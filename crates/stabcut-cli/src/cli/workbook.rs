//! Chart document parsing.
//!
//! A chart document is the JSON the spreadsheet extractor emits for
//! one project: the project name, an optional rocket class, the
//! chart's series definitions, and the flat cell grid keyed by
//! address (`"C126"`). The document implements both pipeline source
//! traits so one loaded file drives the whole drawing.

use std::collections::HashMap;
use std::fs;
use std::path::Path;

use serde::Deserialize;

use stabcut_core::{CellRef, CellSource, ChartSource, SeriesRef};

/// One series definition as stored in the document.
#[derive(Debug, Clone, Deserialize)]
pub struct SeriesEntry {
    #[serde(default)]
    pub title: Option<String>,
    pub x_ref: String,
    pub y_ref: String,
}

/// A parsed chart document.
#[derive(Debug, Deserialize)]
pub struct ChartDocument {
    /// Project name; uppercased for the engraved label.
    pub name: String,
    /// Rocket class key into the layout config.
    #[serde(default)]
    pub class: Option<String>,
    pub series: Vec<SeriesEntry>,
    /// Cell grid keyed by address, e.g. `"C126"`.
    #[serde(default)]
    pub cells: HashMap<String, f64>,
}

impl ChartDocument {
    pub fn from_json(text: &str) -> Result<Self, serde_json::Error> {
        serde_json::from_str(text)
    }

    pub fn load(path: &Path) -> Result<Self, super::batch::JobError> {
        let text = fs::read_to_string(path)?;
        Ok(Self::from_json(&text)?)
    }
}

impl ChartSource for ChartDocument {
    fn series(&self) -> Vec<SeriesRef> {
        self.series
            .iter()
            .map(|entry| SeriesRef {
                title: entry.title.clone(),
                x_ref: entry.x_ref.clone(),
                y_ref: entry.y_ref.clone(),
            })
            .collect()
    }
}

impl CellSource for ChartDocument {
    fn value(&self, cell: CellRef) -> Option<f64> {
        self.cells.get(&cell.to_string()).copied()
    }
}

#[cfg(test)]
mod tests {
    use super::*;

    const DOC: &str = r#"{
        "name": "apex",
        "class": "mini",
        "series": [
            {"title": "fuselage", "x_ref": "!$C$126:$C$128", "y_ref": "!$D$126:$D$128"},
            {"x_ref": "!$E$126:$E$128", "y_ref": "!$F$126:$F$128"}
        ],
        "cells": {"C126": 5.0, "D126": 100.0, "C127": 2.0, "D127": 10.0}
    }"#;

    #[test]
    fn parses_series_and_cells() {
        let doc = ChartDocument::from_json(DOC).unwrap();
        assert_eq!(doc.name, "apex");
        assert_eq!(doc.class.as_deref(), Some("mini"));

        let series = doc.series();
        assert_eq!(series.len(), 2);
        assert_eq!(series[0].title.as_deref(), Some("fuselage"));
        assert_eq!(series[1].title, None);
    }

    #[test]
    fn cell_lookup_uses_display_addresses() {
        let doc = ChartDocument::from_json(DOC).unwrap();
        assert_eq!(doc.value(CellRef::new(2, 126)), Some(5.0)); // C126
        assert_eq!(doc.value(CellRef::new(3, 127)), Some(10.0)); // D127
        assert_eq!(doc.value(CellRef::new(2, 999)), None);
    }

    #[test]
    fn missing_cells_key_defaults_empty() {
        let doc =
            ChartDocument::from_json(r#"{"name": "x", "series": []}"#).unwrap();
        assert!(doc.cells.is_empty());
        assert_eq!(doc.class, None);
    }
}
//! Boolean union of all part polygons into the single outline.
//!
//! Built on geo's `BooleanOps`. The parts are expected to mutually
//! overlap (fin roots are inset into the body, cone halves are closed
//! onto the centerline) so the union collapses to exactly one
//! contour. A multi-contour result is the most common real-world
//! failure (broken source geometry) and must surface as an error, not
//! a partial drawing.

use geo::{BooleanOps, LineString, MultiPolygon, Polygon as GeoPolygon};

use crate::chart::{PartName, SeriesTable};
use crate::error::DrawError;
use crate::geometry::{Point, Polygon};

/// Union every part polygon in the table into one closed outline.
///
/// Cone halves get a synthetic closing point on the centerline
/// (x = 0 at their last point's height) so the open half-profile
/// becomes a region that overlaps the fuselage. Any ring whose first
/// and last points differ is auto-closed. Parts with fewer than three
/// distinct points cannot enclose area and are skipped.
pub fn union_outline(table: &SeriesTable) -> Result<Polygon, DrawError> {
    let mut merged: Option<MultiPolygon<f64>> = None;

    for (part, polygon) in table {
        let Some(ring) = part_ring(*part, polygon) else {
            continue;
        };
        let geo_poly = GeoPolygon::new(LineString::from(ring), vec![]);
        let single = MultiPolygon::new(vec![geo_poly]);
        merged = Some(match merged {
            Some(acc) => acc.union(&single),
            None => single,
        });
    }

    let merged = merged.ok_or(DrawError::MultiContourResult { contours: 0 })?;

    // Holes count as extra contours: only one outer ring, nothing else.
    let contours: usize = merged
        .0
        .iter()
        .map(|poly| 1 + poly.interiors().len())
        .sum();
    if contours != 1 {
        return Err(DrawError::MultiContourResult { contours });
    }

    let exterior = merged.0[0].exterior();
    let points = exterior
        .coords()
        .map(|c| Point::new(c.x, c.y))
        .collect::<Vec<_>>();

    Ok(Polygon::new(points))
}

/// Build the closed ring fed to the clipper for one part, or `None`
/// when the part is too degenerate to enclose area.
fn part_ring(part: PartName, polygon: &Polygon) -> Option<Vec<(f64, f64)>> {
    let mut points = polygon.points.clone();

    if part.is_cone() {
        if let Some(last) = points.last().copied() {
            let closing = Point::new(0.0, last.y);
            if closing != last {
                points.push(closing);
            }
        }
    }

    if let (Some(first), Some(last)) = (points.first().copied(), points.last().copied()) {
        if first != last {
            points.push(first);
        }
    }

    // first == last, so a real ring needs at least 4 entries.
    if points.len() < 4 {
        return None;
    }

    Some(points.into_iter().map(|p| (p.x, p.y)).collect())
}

◆ ◆ ◆ ◆ ◆

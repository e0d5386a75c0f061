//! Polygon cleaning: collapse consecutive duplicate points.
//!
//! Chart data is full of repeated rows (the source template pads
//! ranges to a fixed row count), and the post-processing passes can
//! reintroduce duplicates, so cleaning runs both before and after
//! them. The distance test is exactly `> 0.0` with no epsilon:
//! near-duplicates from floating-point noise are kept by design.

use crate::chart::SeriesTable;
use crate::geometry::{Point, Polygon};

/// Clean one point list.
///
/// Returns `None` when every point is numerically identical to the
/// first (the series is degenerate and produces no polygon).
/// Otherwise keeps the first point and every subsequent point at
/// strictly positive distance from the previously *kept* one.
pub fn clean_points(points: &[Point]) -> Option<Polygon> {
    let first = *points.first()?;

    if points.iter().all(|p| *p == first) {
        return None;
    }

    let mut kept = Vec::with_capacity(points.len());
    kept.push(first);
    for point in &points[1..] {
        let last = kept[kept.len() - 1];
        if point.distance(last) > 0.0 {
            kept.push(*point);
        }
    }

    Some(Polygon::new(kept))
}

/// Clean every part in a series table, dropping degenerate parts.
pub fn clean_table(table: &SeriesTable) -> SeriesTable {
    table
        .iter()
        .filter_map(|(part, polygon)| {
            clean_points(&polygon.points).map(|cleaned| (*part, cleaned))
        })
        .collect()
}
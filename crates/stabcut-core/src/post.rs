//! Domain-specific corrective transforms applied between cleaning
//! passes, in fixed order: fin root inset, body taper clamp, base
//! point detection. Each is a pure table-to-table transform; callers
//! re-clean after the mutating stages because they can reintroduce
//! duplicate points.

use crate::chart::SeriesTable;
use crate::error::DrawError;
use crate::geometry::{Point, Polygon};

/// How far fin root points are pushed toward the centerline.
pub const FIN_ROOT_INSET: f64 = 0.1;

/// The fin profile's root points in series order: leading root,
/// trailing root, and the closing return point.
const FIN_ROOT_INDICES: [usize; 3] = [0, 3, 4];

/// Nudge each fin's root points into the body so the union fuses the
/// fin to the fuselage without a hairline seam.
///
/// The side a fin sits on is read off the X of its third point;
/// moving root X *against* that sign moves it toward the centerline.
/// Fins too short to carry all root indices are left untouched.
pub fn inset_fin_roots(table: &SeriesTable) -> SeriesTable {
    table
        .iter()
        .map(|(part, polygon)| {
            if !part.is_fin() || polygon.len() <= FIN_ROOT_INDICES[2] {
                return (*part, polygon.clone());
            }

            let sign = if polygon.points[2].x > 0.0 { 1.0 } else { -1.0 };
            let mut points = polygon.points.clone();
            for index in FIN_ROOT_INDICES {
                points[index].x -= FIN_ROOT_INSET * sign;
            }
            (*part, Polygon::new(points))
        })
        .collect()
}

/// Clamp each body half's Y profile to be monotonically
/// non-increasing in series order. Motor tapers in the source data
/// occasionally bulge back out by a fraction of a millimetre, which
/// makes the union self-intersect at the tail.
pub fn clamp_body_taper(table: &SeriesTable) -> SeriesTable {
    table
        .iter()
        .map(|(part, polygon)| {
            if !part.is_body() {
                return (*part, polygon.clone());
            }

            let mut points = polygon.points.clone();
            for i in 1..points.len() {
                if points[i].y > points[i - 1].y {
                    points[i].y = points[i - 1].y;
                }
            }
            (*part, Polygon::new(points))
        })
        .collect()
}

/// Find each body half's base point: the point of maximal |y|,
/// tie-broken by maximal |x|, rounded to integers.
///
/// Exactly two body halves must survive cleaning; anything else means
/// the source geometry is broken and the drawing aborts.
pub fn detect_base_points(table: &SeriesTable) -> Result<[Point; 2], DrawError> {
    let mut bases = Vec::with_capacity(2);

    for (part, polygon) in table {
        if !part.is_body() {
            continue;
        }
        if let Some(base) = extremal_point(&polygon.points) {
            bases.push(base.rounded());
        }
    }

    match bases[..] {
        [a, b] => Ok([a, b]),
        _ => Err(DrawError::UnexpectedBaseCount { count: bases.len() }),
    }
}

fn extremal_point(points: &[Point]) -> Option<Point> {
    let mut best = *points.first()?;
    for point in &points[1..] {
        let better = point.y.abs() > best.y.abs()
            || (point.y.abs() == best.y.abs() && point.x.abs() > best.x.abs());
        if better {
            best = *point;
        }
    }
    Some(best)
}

◆ ◆ ◆ ◆ ◆

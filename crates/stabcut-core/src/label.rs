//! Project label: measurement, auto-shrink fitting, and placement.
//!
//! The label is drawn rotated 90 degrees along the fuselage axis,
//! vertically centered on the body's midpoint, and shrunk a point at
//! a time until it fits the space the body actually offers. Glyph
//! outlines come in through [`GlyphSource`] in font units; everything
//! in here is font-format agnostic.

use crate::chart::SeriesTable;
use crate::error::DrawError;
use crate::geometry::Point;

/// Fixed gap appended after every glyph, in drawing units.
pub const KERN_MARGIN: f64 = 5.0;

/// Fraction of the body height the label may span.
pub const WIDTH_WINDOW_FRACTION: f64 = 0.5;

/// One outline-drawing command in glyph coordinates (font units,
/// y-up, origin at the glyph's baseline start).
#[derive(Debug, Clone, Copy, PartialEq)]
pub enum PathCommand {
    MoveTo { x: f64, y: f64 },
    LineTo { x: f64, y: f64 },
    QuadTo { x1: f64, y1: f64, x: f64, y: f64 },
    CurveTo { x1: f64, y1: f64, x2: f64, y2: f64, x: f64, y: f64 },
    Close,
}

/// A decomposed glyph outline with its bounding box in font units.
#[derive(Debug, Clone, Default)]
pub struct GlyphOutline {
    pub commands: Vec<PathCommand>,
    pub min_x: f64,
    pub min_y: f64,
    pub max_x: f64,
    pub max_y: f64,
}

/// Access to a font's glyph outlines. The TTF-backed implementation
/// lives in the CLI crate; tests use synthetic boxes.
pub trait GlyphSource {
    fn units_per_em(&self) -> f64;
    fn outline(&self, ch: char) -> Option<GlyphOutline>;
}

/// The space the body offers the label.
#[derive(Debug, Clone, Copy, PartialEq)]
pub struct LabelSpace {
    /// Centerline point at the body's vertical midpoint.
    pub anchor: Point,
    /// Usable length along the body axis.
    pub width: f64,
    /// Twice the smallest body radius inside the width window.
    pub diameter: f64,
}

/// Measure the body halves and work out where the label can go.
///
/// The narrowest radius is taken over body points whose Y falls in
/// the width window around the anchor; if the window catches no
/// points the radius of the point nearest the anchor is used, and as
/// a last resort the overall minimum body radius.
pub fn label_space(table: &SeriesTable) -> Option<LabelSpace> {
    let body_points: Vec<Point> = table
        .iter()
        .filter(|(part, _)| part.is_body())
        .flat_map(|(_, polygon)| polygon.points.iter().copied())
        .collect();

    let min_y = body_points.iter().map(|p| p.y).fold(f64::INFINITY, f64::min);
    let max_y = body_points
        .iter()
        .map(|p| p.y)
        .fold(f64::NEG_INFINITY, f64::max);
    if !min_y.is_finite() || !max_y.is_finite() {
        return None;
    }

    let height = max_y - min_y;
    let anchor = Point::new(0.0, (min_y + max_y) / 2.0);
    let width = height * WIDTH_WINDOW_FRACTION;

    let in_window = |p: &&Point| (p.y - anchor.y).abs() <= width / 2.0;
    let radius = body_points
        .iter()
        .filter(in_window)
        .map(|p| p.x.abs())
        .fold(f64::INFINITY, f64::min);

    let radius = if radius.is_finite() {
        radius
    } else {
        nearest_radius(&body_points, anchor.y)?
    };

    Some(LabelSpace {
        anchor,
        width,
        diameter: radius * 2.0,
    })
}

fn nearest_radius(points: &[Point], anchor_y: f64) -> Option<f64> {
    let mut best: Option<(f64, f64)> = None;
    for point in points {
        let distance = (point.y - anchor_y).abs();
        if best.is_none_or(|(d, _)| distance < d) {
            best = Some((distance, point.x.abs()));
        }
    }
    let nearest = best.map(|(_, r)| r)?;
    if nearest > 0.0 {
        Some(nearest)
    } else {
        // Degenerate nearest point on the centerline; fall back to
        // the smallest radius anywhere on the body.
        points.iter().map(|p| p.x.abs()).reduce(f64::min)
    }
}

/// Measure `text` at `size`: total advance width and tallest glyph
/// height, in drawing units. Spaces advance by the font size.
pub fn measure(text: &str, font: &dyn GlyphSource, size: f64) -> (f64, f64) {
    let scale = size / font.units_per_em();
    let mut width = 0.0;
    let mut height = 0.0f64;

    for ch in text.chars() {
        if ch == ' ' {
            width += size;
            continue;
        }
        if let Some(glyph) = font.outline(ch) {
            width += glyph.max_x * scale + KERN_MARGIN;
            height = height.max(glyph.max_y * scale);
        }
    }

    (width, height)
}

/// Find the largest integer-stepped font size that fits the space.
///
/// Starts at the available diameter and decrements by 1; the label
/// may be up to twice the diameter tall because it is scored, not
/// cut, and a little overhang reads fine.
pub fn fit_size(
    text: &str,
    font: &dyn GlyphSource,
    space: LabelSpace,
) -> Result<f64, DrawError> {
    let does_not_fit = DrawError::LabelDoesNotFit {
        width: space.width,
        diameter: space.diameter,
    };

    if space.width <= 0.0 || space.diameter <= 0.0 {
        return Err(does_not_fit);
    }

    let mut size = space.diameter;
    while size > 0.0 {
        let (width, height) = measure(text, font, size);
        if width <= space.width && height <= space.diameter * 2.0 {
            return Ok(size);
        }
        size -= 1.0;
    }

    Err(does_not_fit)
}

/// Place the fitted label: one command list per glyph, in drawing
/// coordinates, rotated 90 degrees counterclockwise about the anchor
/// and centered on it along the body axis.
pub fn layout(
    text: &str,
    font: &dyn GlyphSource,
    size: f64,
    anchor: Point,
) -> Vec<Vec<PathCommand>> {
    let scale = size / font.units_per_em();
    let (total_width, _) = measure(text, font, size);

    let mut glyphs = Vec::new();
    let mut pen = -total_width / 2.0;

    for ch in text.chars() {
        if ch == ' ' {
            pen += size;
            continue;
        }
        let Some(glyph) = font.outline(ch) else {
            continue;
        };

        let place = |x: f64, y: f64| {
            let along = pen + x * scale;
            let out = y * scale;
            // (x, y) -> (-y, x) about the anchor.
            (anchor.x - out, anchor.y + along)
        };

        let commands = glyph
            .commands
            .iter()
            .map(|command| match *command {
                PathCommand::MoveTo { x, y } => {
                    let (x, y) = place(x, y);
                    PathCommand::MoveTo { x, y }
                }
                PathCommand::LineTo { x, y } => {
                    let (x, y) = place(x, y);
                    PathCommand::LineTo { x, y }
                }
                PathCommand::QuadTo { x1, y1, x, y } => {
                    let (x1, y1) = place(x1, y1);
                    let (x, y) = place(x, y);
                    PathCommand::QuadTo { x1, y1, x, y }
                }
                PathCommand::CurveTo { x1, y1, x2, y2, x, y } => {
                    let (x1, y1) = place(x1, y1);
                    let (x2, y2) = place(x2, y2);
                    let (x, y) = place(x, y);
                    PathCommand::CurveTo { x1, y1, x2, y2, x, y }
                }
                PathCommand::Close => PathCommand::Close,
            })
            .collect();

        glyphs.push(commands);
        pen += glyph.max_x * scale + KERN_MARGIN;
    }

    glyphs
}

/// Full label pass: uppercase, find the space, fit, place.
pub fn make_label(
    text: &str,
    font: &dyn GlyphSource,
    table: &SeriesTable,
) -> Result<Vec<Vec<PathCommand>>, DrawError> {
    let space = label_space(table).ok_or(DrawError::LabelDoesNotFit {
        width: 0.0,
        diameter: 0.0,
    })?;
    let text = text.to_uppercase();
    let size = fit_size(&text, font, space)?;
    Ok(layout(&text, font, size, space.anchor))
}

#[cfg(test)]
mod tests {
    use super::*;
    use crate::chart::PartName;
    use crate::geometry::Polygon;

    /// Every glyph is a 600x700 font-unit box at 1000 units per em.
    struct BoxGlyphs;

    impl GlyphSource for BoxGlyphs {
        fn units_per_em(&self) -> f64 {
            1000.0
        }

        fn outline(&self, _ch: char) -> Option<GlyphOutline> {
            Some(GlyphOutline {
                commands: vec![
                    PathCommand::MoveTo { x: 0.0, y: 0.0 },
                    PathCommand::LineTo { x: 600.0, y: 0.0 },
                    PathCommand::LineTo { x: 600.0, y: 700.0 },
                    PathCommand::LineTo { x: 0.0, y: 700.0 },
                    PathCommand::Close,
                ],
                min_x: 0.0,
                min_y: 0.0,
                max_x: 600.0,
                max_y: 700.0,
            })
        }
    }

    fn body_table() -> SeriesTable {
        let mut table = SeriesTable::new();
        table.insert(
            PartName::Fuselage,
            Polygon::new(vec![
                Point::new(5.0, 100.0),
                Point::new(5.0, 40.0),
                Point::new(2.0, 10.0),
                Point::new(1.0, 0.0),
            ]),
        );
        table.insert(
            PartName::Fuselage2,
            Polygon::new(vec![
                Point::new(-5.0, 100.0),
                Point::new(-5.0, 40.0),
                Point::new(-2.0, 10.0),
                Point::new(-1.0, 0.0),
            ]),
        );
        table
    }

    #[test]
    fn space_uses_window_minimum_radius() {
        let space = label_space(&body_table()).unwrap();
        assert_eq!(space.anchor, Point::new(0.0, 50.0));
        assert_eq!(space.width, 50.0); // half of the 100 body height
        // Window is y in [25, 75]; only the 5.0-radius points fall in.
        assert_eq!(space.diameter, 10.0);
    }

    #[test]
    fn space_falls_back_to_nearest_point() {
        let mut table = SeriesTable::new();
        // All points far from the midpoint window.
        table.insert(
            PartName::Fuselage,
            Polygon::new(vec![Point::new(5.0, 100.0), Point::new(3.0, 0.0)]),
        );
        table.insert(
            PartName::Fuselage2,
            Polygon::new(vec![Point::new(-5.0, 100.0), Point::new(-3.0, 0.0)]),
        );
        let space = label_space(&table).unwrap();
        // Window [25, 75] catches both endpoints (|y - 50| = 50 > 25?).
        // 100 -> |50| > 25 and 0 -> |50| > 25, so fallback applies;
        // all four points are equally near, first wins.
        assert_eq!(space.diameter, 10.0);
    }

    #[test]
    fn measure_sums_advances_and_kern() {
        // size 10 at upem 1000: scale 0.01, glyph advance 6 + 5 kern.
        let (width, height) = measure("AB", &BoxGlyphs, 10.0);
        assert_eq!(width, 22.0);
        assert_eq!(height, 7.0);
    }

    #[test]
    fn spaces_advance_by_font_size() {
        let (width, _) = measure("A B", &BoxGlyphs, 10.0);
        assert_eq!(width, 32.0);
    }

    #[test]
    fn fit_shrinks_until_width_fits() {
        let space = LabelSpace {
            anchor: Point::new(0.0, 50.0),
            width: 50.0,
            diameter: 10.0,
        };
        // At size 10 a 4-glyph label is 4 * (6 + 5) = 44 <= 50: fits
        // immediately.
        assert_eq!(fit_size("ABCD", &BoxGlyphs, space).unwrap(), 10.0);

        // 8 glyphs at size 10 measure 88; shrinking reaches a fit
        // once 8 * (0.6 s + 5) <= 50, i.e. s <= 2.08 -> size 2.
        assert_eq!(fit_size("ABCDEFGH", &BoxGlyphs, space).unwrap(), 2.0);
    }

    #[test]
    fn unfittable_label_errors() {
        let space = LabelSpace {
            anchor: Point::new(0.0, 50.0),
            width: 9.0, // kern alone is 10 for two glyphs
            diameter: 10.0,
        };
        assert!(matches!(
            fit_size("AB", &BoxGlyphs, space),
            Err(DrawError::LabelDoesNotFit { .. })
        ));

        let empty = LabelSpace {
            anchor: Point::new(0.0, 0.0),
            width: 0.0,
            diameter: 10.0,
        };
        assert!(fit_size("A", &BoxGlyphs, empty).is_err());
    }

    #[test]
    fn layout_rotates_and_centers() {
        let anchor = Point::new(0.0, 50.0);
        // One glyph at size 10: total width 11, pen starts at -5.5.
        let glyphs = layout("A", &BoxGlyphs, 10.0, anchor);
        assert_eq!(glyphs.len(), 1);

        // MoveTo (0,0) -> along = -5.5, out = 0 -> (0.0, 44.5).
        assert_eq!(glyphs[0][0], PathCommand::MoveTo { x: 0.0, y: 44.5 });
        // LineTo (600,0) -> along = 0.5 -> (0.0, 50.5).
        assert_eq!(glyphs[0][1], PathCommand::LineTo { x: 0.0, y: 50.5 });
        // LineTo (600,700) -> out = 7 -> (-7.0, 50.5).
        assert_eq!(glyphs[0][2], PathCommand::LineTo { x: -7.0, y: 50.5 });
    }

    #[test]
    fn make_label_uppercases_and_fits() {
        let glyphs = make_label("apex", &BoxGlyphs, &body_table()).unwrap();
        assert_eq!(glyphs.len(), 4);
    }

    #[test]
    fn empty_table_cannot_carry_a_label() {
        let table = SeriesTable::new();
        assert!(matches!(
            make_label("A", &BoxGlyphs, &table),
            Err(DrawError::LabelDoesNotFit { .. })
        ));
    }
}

◆ ◆ ◆ ◆ ◆

ASSIGNMENT >> Check each line of the data for "fold". Copy the lines where it turns up.

OUTPUT >>
    let min_y = body_points.iter().map(|p| p.y).fold(f64::INFINITY, f64::min);
        .fold(f64::NEG_INFINITY, f64::max);
        .fold(f64::INFINITY, f64::min);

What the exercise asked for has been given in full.